Directions for this task: Search for the word "Result" in the entries. Each line that holds it should be copied.

----

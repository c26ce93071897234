use std::sync::Arc;

use coinsph_api_client::auth::EnvCredentials;
use coinsph_api_client::rest::{CoinsRestClient, CryptoPaymentsRequest, StatementRequest};

fn live_tests_enabled() -> bool {
    std::env::var("COINSPH_LIVE_TESTS").ok().as_deref() == Some("1")
}

fn live_client() -> Option<CoinsRestClient> {
    let credentials = EnvCredentials::try_from_env()?;
    Some(
        CoinsRestClient::builder()
            .credentials(Arc::new(credentials))
            .build(),
    )
}

#[tokio::test]
#[ignore]
async fn live_account_and_payments_smoke() -> Result<(), Box<dyn std::error::Error>> {
    let _ = dotenv::dotenv();
    if !live_tests_enabled() {
        return Ok(());
    }
    let Some(client) = live_client() else {
        return Ok(());
    };

    let accounts = client.get_account().await?;
    assert!(accounts.is_object());

    let payments = client
        .get_crypto_payments(&CryptoPaymentsRequest::new().all(true))
        .await?;
    assert!(payments["meta"]["next_page"].is_null());

    Ok(())
}

#[tokio::test]
#[ignore]
async fn live_statement_smoke() -> Result<(), Box<dyn std::error::Error>> {
    let _ = dotenv::dotenv();
    if !live_tests_enabled() {
        return Ok(());
    }
    let Some(client) = live_client() else {
        return Ok(());
    };

    let statement = client
        .get_transactions(&StatementRequest::new(1, 2024))
        .await?;
    for record in statement.records(None) {
        record?;
    }

    Ok(())
}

----

Response area:
async fn live_account_and_payments_smoke() -> Result<(), Box<dyn std::error::Error>> {
async fn live_statement_smoke() -> Result<(), Box<dyn std::error::Error>> {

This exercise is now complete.